■ Exercise brief:
All lines holding the word "Path" should be located in the records and copied.

START Data excerpts

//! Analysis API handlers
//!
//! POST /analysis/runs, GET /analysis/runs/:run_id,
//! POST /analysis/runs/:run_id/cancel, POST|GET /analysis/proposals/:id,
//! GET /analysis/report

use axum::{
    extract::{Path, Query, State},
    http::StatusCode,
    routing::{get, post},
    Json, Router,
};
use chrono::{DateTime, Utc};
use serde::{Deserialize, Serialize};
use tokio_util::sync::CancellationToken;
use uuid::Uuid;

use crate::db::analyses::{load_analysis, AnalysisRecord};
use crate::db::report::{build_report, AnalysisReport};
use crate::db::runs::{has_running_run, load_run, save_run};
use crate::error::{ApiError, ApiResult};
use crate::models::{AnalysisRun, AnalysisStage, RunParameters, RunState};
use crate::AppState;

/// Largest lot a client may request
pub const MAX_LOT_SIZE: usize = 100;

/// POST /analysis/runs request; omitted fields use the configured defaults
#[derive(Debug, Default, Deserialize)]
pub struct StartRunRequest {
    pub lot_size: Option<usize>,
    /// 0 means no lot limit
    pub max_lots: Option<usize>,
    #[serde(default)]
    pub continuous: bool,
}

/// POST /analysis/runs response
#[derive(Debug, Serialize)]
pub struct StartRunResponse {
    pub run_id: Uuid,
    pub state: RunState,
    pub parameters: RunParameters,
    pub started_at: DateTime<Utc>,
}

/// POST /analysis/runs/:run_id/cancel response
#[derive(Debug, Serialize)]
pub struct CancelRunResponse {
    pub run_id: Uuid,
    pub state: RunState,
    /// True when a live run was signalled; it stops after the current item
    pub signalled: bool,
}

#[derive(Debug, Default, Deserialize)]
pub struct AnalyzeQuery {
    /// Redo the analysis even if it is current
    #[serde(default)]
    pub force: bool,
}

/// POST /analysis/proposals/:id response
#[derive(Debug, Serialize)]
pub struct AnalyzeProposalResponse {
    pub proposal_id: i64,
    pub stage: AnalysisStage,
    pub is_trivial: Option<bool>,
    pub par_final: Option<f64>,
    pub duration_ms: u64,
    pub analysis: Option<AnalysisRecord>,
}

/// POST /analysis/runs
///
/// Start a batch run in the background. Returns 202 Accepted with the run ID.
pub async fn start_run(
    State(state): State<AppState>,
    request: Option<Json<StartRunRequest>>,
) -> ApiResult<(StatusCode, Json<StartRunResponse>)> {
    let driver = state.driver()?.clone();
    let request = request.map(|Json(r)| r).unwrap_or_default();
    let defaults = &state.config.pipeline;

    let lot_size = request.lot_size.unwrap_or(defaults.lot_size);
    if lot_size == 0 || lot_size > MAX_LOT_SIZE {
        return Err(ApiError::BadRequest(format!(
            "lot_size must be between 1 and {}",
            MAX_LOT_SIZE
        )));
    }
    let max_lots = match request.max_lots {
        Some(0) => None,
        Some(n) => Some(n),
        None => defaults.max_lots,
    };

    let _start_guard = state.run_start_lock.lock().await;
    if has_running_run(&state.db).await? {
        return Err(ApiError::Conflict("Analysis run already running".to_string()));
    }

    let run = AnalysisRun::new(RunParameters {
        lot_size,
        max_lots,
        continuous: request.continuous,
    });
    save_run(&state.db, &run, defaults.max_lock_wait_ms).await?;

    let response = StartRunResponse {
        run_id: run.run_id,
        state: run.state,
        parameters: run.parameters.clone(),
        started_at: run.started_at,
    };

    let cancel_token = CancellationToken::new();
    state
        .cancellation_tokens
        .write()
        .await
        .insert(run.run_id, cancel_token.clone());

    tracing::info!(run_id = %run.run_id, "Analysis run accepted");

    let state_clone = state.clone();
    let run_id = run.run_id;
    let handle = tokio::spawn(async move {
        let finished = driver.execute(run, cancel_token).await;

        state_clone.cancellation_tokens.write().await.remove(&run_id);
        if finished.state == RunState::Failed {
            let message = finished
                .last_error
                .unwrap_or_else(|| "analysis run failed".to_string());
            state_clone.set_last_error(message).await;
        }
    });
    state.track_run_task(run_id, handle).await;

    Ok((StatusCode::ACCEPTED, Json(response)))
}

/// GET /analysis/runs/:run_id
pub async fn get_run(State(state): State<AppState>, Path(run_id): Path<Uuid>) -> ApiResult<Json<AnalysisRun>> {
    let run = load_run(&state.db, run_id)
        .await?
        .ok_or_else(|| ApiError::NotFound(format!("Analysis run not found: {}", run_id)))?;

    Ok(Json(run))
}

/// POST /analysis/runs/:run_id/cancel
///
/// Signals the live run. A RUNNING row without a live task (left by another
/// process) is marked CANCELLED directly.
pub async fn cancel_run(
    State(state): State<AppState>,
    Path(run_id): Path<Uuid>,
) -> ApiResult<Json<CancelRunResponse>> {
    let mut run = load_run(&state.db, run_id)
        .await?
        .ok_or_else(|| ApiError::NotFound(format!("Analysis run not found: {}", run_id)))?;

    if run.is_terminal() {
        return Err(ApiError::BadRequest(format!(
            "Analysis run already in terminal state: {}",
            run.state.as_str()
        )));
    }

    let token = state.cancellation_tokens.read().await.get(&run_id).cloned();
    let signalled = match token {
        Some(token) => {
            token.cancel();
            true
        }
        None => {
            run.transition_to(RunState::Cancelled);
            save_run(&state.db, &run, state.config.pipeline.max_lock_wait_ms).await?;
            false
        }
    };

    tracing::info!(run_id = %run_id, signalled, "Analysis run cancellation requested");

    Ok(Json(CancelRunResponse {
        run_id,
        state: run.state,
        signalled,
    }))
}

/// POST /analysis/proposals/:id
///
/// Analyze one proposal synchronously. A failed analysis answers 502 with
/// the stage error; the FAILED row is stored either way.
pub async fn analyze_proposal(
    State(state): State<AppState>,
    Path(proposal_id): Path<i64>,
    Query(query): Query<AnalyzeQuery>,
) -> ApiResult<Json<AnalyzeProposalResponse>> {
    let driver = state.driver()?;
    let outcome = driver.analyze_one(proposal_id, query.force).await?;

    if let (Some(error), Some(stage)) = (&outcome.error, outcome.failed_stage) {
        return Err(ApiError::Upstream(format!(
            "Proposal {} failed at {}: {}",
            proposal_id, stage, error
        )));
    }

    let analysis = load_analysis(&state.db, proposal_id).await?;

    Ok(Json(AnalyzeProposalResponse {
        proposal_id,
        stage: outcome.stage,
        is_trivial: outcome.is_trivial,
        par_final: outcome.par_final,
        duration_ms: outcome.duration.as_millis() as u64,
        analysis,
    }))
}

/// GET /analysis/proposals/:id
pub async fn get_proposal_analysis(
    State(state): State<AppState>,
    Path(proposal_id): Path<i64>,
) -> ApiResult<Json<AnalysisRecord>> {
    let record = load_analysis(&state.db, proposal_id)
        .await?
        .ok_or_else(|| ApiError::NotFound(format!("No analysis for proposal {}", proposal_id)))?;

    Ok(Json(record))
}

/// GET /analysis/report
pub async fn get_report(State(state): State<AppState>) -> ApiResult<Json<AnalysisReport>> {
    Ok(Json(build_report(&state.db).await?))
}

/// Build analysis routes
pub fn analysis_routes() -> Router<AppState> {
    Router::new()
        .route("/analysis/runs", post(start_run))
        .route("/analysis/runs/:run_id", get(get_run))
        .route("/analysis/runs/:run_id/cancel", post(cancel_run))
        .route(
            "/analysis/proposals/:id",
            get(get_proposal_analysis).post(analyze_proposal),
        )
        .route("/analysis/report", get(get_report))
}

END Data excerpts

■ Expected output:
    extract::{Path, Query, State},
pub async fn get_run(State(state): State<AppState>, Path(run_id): Path<Uuid>) -> ApiResult<Json<AnalysisRun>> {
    Path(run_id): Path<Uuid>,
    Path(proposal_id): Path<i64>,
    Path(proposal_id): Path<i64>,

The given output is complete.